Call it destiny. Roy Ayers was barely out of short pants when big-band jazz giant Lionel Hampton, who played vibraphone with everyone from Louis Armstrong to Benny Goodman, reached out to Ayers and literally passed the baton.

“My parents took me to see him at a concert in Los Angeles. I was five,” Ayers recalls during a phone call from his New York City home. “He walked around the hall singing ‘Hey! Ba-Ba-Re-Bop’–he’d go right up the aisles and back on stage. I was sitting on an end chair and as he passed by he reached out and handed me his mallets. My parents said that he’d laid special vibes on me, because about 12 years later I started to play the instrument.”

Known for bristling grooves that have made him an international jazz-funk icon, the 66-year-old Ayers is a sought-after collaborator and popular source for hip-hop artists introducing his feel-good jazz to a new generation.

His recordings have been sampled by the likes of A Tribe Called Quest, 50 Cent, Puff Daddy, Big Daddy Kane, the Notorious B.I.G., Brand Nubian and Mary J. Blige, among others. Music writer Richard S. Ginell has hailed Ayers as “one of the prophets of acid jazz.”

Ayers will perform Sept. 10 at Jazz on the River along with the latest version of the Original Superstars of Jazz Fusion, featuring Ayers; trombonist Wayne Henderson of the Jazz Crusaders; flutists Ronnie Laws, Bobbi Humphreys and Lonnie Liston Smith; guitarist Jon Lucien; and vocalist Jean Carne.

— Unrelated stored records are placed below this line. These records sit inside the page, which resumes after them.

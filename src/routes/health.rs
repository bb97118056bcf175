/**
 * Health Routes
 * Endpoints for checking backend and Supabase health status
 */
use axum::{extract::State, http::StatusCode, response::IntoResponse, Json};
use chrono::{DateTime, Utc};
use serde::{Deserialize, Serialize};
use std::sync::Arc;
use std::time::Instant;

use crate::monitor::{ConnectionState, ConnectionStatus};
use crate::sync::{Source, Store};
use crate::AppState;

// Track server start time for uptime calculation
lazy_static::lazy_static! {
    static ref SERVER_START: Instant = Instant::now();
}

/// Initialize the server start time
pub fn init_start_time() {
    lazy_static::initialize(&SERVER_START);
}

/// Single service check result
#[derive(Debug, Serialize, Deserialize)]
#[serde(rename_all = "camelCase")]
pub struct ServiceCheck {
    pub status: String,
    #[serde(skip_serializing_if = "Option::is_none")]
    pub response_time: Option<u64>,
    #[serde(skip_serializing_if = "Option::is_none")]
    pub error: Option<String>,
}

impl ServiceCheck {
    fn from_store<S: Source>(store: &Arc<Store<S>>) -> Self {
        let state = store.snapshot();
        let status = match (&state.error, state.loading) {
            (Some(_), _) => "degraded",
            (None, true) => "loading",
            (None, false) => "healthy",
        };
        Self {
            status: status.to_string(),
            response_time: None,
            error: state.error,
        }
    }
}

impl From<&ConnectionStatus> for ServiceCheck {
    fn from(status: &ConnectionStatus) -> Self {
        Self {
            status: if status.is_connected() {
                "healthy".to_string()
            } else {
                "unhealthy".to_string()
            },
            response_time: status.response_time,
            error: (!status.is_connected()).then(|| status.message.clone()),
        }
    }
}

/// Detailed health check response
#[derive(Debug, Serialize, Deserialize)]
#[serde(rename_all = "camelCase")]
pub struct DetailedHealthResponse {
    pub status: String,
    pub timestamp: DateTime<Utc>,
    #[serde(skip_serializing_if = "Option::is_none")]
    pub uptime: Option<u64>,
    pub checks: HealthChecks,
}

/// Health checks for the remote store and each content store
#[derive(Debug, Serialize, Deserialize)]
pub struct HealthChecks {
    pub supabase: ServiceCheck,
    pub projects: ServiceCheck,
    pub testimonials: ServiceCheck,
    pub talks: ServiceCheck,
    pub settings: ServiceCheck,
}

/// Ready check response
#[derive(Debug, Serialize, Deserialize)]
#[serde(rename_all = "camelCase")]
pub struct ReadyResponse {
    pub status: String,
    pub timestamp: DateTime<Utc>,
    #[serde(skip_serializing_if = "Option::is_none")]
    pub uptime: Option<u64>,
    #[serde(skip_serializing_if = "Option::is_none")]
    pub supabase: Option<ConnectionState>,
    #[serde(skip_serializing_if = "Option::is_none")]
    pub reason: Option<String>,
}

/// Simple health response
#[derive(Debug, Serialize, Deserialize)]
pub struct SimpleHealthResponse {
    pub status: String,
}

/// GET /health - Simple health ping
pub async fn health_ping() -> impl IntoResponse {
    Json(SimpleHealthResponse {
        status: "ok".to_string(),
    })
}

/// GET /health/detailed - Detailed health with all checks
pub async fn health_detailed(State(state): State<AppState>) -> impl IntoResponse {
    let uptime = SERVER_START.elapsed().as_secs();
    let connection = state.monitor.current();

    // Overall status stays "ok" while the backend runs; content degrades to fallbacks
    let response = DetailedHealthResponse {
        status: "ok".to_string(),
        timestamp: Utc::now(),
        uptime: Some(uptime),
        checks: HealthChecks {
            supabase: ServiceCheck::from(&connection),
            projects: ServiceCheck::from_store(&state.stores.projects),
            testimonials: ServiceCheck::from_store(&state.stores.testimonials),
            talks: ServiceCheck::from_store(&state.stores.talks),
            settings: ServiceCheck::from_store(&state.stores.settings),
        },
    };

    (StatusCode::OK, Json(response))
}

/// GET /health/supabase - Re-check the connection now
pub async fn health_supabase(State(state): State<AppState>) -> impl IntoResponse {
    let status = state.monitor.check().await;
    (StatusCode::OK, Json(status))
}

/// GET /health/ready - Readiness check
pub async fn health_ready(State(state): State<AppState>) -> impl IntoResponse {
    let uptime = SERVER_START.elapsed().as_secs();
    let connection = state.monitor.current();

    // Ready once the first connection check or settings fetch has landed
    let is_ready = connection.state != ConnectionState::Checking
        || !state.stores.settings.snapshot().loading;

    let response = ReadyResponse {
        status: if is_ready {
            "ready".to_string()
        } else {
            "not ready".to_string()
        },
        timestamp: Utc::now(),
        uptime: Some(uptime),
        supabase: Some(connection.state),
        reason: if !is_ready {
            Some("Initial content load still in progress".to_string())
        } else {
            None
        },
    };

    let status = if is_ready {
        StatusCode::OK
    } else {
        StatusCode::SERVICE_UNAVAILABLE
    };
    (status, Json(response))
}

“It’s a nice show. We perform two songs each and a pair of songs together at the end,” says Ayers, who founded the collective in 1982 and led two successful tours before disbanding the group. “You never know what’s going to happen, but we’re having a great time.”

Ayers honed his craft working in the ’60s for some of the biggest names on the West Coast jazz scene, including Chico Hamilton, Gerald Wilson, Teddy Edwards and Phineas Newborn. His first album, 1963’s acclaimed West Coast Vibes, was produced by L.A. music critic Leonard Feather.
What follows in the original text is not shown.